Effect of aging on hepatic elimination of cimetidine and subsequent interaction of aging and cimetidine on aminopyrine metabolism

George I. Henderson, K. Vincent Speeg, Roderick K. Roberts, Anthony Perez, Steven Schenker

Research output: Contribution to journalArticlepeer-review

5 Scopus citations


Aging and cimetidine may each impair hepatic microsomal drug metabolism. To test if and by what mechanisms advanced age may increase sensitivity to the inhibitory effects of cimetidine, the interaction of these two factors with aminopyrine metabolism in the rat was studied using a correlative approach. Initial studies using the aminopyrine breath test indicated that a 40 mg/kg dose of cimetidine, i.p., impaired the 14CO2 exhaled by up to 76% more in aged (26-month) than in young (3- to 4-month-old) rats. Using an isolated liver perfusion to dissect out hepatic components of this phenomenon, it was found that various doses of cimetidine impaired aminopyrine clearance to a greater degree (P < 0.05) in aged than in young livers. However, cimetidine metabolism in this system ranged from 36 to 78% less in aged versus young livers (P < 0.05). Subsequent in vitro studies indicated that microsomes isolated from aged livers also averaged a 76% lower rate of cimetidine metabolism (P < 0.05). A fixed cimetidine concentration, however, inhibited aminopyrine demethylation to the same degree in aged versus young rats (P < 0.05).
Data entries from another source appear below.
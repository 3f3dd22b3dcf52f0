//! # Task Graph Builder
//!
//! Expands a submission into persisted work: one [`Run`] per ligand and one
//! [`Task`] per (protein × conformer) pair. Everything that can be rejected
//! is checked before the first write, so input errors never leave partial
//! runs behind and are never enqueued. A batch and all of its runs are
//! written in one store call.

use std::sync::Arc;

use uuid::Uuid;

use super::conformer_cache::ConformerCache;
use super::presets::PresetRegistry;
use crate::constants::operations;
use crate::error::{DockingError, Result};
use crate::logging::log_run_operation;
use crate::models::{Batch, Ligand, Protein, Run, RunOptionOverrides, RunOptions, Task};
use crate::storage::Store;
use crate::validation::{validate_protein_selection, validate_run_options};

/// A run together with its freshly created tasks
#[derive(Debug, Clone)]
pub struct RunGraph {
    pub run: Run,
    pub tasks: Vec<Task>,
}

#[derive(Debug, Clone)]
pub struct BatchGraph {
    pub batch: Batch,
    pub runs: Vec<RunGraph>,
}

impl BatchGraph {
    pub fn task_ids(&self) -> impl Iterator<Item = Uuid> + '_ {
        self.runs
            .iter()
            .flat_map(|graph| graph.tasks.iter().map(|t| t.task_id))
    }
}

#[derive(Clone)]
pub struct TaskGraphBuilder {
    store: Arc<dyn Store>,
    cache: ConformerCache,
    presets: PresetRegistry,
}

impl TaskGraphBuilder {
    pub fn new(store: Arc<dyn Store>, presets: PresetRegistry) -> Self {
        Self {
            cache: ConformerCache::new(store.clone()),
            store,
            presets,
        }
    }

    pub fn presets(&self) -> &PresetRegistry {
        &self.presets
    }

    /// Build and persist one run for `ligand` against `proteins`
    pub async fn build_run(
        &self,
        ligand: &Ligand,
        proteins: &[Protein],
        preset: &str,
        overrides: &RunOptionOverrides,
        batch_id: Option<Uuid>,
    ) -> Result<RunGraph> {
        check_proteins(proteins)?;
        let (preset, options) = self.presets.resolve(preset, overrides)?;
        validate_run_options(&options)?;

        let graph = self
            .plan(ligand, proteins, &preset, options, batch_id)
            .await?;
        self.store
            .create_run_with_tasks(&graph.run, &graph.tasks)
            .await?;

        log_run_operation(
            operations::BUILD_RUN,
            Some(graph.run.run_id),
            batch_id,
            graph.run.status.as_str(),
            Some(graph.run.total_tasks),
            Some(&preset),
        );
        Ok(graph)
    }

    /// Build and persist a batch: M ligands give M runs sharing one option set
    pub async fn build_batch(
        &self,
        name: Option<String>,
        ligands: &[Ligand],
        proteins: &[Protein],
        preset: &str,
        overrides: &RunOptionOverrides,
    ) -> Result<BatchGraph> {
        if ligands.is_empty() {
            return Err(DockingError::InvalidInput(
                "at least one ligand is required".to_string(),
            ));
        }
        check_proteins(proteins)?;
        let (preset, options) = self.presets.resolve(preset, overrides)?;
        validate_run_options(&options)?;

        let batch = Batch::new(name, preset.clone(), options);
        let mut runs = Vec::with_capacity(ligands.len());
        for ligand in ligands {
            runs.push(
                self.plan(ligand, proteins, &preset, options, Some(batch.batch_id))
                    .await?,
            );
        }

        let rows: Vec<(Run, Vec<Task>)> = runs
            .iter()
            .map(|graph| (graph.run.clone(), graph.tasks.clone()))
            .collect();
        self.store.create_batch_with_runs(&batch, &rows).await?;

        let task_count: u32 = runs.iter().map(|g| g.run.total_tasks).sum();
        log_run_operation(
            operations::BUILD_BATCH,
            None,
            Some(batch.batch_id),
            "CREATED",
            Some(task_count),
            Some(&preset),
        );
        Ok(BatchGraph { batch, runs })
    }

    /// Ensure conformers and lay out the run's tasks without persisting them
    async fn plan(
        &self,
        ligand: &Ligand,
        proteins: &[Protein],
        preset: &str,
        options: RunOptions,
        batch_id: Option<Uuid>,
    ) -> Result<RunGraph> {
        let conformers = self
            .cache
            .ensure_conformers(ligand, options.num_conformers)
            .await?;
        let selected = &conformers[..conformers.len().min(options.num_conformers as usize)];

        let mut run = Run::new(ligand.ligand_id, batch_id, preset, options);
        let mut tasks = Vec::with_capacity(proteins.len() * selected.len());
        for protein in proteins {
            for conformer in selected {
                tasks.push(Task::new(
                    run.run_id,
                    protein.protein_id.clone(),
                    Some(conformer.conformer_id),
                ));
            }
        }
        run.total_tasks = tasks.len() as u32;
        Ok(RunGraph { run, tasks })
    }
}

fn check_proteins(proteins: &[Protein]) -> Result<()> {
    let ids: Vec<String> = proteins.iter().map(|p| p.protein_id.clone()).collect();
    validate_protein_selection(&ids)
}

#[cfg(test)]
mod tests {
    use super::*;
    use crate::models::NewLigand;
    use crate::storage::MemoryStore;

    async fn setup() -> (Arc<dyn Store>, TaskGraphBuilder, Ligand) {
        let store: Arc<dyn Store> = Arc::new(MemoryStore::new());
        let ligand = Ligand::from_new(NewLigand::from_smiles("ethanol", "CCO"));
        store.insert_ligand(&ligand).await.unwrap();
        let builder = TaskGraphBuilder::new(store.clone(), PresetRegistry::default());
        (store, builder, ligand)
    }

    #[tokio::test]
    async fn test_smaller_preset_reuses_prefix_of_larger_cache() {
        let (store, builder, ligand) = setup().await;
        let proteins = vec![Protein::new("P1", "Kinase", "p1/receptor.pdbqt")];

        builder
            .build_run(&ligand, &proteins, "balanced", &RunOptionOverrides::default(), None)
            .await
            .unwrap();
        let fast = builder
            .build_run(&ligand, &proteins, "fast", &RunOptionOverrides::default(), None)
            .await
            .unwrap();

        assert_eq!(fast.run.total_tasks, 5);
        assert_eq!(store.list_conformers(ligand.ligand_id).await.unwrap().len(), 15);
    }

    #[tokio::test]
    async fn test_zero_override_is_rejected_before_writes() {
        let (store, builder, ligand) = setup().await;
        let proteins = vec![Protein::new("P1", "Kinase", "p1/receptor.pdbqt")];
        let overrides = RunOptionOverrides {
            num_poses: Some(0),
            ..Default::default()
        };

        let err = builder
            .build_run(&ligand, &proteins, "fast", &overrides, None)
            .await
            .unwrap_err();
        assert!(err.is_input_error());
        assert!(store.list_conformers(ligand.ligand_id).await.unwrap().is_empty());
    }

    #[tokio::test]
    async fn test_empty_protein_selection_is_rejected() {
        let (_, builder, ligand) = setup().await;
        let err = builder
            .build_run(&ligand, &[], "fast", &RunOptionOverrides::default(), None)
            .await
            .unwrap_err();
        assert!(matches!(err, DockingError::InvalidInput(_)));
    }
}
In vivo pharmacokinetics showed an age-related decrease in both aminopyrine and cimetidine systemic clearance. In the young rat the liver contributed about 30% to total systemic clearance of cimetidine. In the aged rat, all clearance was renal. Despite a decrease in glomerular nitration rate, net tubular cimetidine secretion was well-maintained. Despite this, absence of the hepatic component resulted in decreased overall systemic clearance of the drug in aged rats. It is concluded that (1) the aged rat liver exhibits impaired cimetidine metabolism, resulting in decreased overall systemic clearance of the drug despite normal net renal tubular secretion, (2) there is no age-related enhanced sensitivity to cimetidine of the hepatic microsomal oxidizing system using aminopyrine as the probe drug, and (3) the larger inhibition of aminopyrine metabolism in aged rats following various doses of cimetidine is due to decreased overall cimetidine clearance, resulting in higher concentrations of the inhibitor in the liver of aged rats.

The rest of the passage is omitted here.